The Federal Reserve Board last week left a key short-term interest rate unchanged, as expected. But the Fed also explicitly stated that economic activity has been strong—suggesting to some investors that the Fed could resume its rate hikes in the near future. Other data points signaling economic strength included continued low unemployment and better-than-expected U.S. pending home sales in June. That said, ISM services sector data and nonfarm payrolls were weaker than anticipated.
In stark contrast, Eurozone GDP slowed more than expected during the second quarter (while inflation edged higher than was forecast). The difference in GDP growth between the U.S. and Europe is now at its widest since the second half of 2014. Manufacturing PMIs across the region were mostly lackluster—although France showed some signs of strength by beating estimates. In addition, UK construction PMI beat expectations.

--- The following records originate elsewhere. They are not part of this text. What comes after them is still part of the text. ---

//! # phemex-rs
//!
//! A Rust client library for the Phemex USD-M perpetual REST API
//! (<https://phemex-docs.github.io/>).
//!
//! This library provides a typed, async interface for:
//! - Market data queries (public)
//! - Order placement, amendment, and cancellation (authenticated)
//! - Account, position, and risk operations (authenticated)
//! - Funding and trade history
//!
//! ## Features
//!
//! - **Scaled Decimals**: Phemex encodes legacy prices, values, and rates
//!   as scaled integers (`Ep`/`Ev`/`Er` fields). Models descale them to
//!   exact human values on validation and rescale them on serialization,
//!   driven by the bundled per-instrument product catalog — no floating
//!   point anywhere in the pipeline.
//! - **Builder Pattern**: Fluent API for constructing orders
//! - **Proper Error Handling**: No panics, typed business errors
//! - **HMAC Signing**: Request signatures over path + query + expiry + body
//!
//! ## Quick start
//!
//! ```no_run
//! use phemex_rs::{Credentials, Endpoint, OrderRequest, PhemexClient};
//!
//! # async fn run() -> phemex_rs::Result<()> {
//! let client = PhemexClient::new(
//!     Endpoint::Testnet,
//!     Credentials::new("api-key", "api-secret"),
//! );
//!
//! let ticker = client.usdm().ticker("BTCUSDT").await?;
//! println!("BTCUSDT mid: {}", ticker.mid());
//!
//! let order = OrderRequest::builder("BTCUSDT")
//!     .increase_long("0.01".parse()?)
//!     .limit("50000".parse()?)
//!     .build()?;
//! client.usdm().place_order(&order).await?;
//! # Ok(())
//! # }
//! ```

// Public modules
pub mod client;
pub mod config;
pub mod error;
pub mod orders;
pub mod products;
pub mod request;
pub mod signing;
pub mod time;
pub mod types;

// Internal modules
mod http;

// Re-export commonly used types
pub use client::{PhemexClient, UsdmClient};
pub use config::{Credentials, Endpoint};
pub use error::{ApiError, ApiErrorKind, Error, Result};
pub use http::RateLimitInfo;
pub use orders::OrderBuilder;
pub use products::{ProductCatalog, SymbolScales};
pub use types::scale::{AutoScale, ScaleDimension};
pub use types::{
    Numeric, OrderRequest, OrderStatus, OrderType, PhemexDecimal, PosMode, PosSide, Side,
    TimeInForce,
};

In Asia, the Bank of Japan stated it would increase by two-fold the range in which it allows the yield on the 10-year Japanese government bond to move. This announcement, along with dovish forward rate guidance, created the biggest swings in local bond yields in two years. Elsewhere, China PMIs came in below forecasts while Australian retail sales were better than expected.
In the U.S. equity market, the real estate and healthcare sectors benefited from strong second-quarter financial results and future guidance. These sectors also outperformed as investors shifted toward more defensive areas of the market in the wake of rising tensions over U.S.-China tariffs. The trade and tariff issues also hurt cyclical sectors such as energy and industrials, which could see negative economic results if a U.S.-China trade war heats up.
Trade war worries also hurt European equity markets, as did fiscal risks in Italy that returned to the forefront last week. Emerging markets underperformed due to elevated tariff risks and because the U.S. imposed sanctions against Turkey and Russia. However, Latin American markets showed resilience and generally outperformed.
In the fixed-income markets, high-yield and shorter-duration debt instruments generally outperformed longer-duration securities. Emerging markets debt underperformed as the majority of emerging markets currencies depreciated. An exception: the Brazilian real had another strong week, mitigating some of the downward pressure on emerging markets.
GAIN: Active Asset Allocation
Economic data last week showed continued strength in the U.S. economy—which means the Fed remains on track to raise a key short-term interest rate at its next meeting in September. This has raised some concerns about the possibility of an inverted yield curve, in which yields on short-term securities are higher than rates on longer-term issues. An inverted yield curve isn’t the end of the world for equity markets, but it does tend to slow economic activity.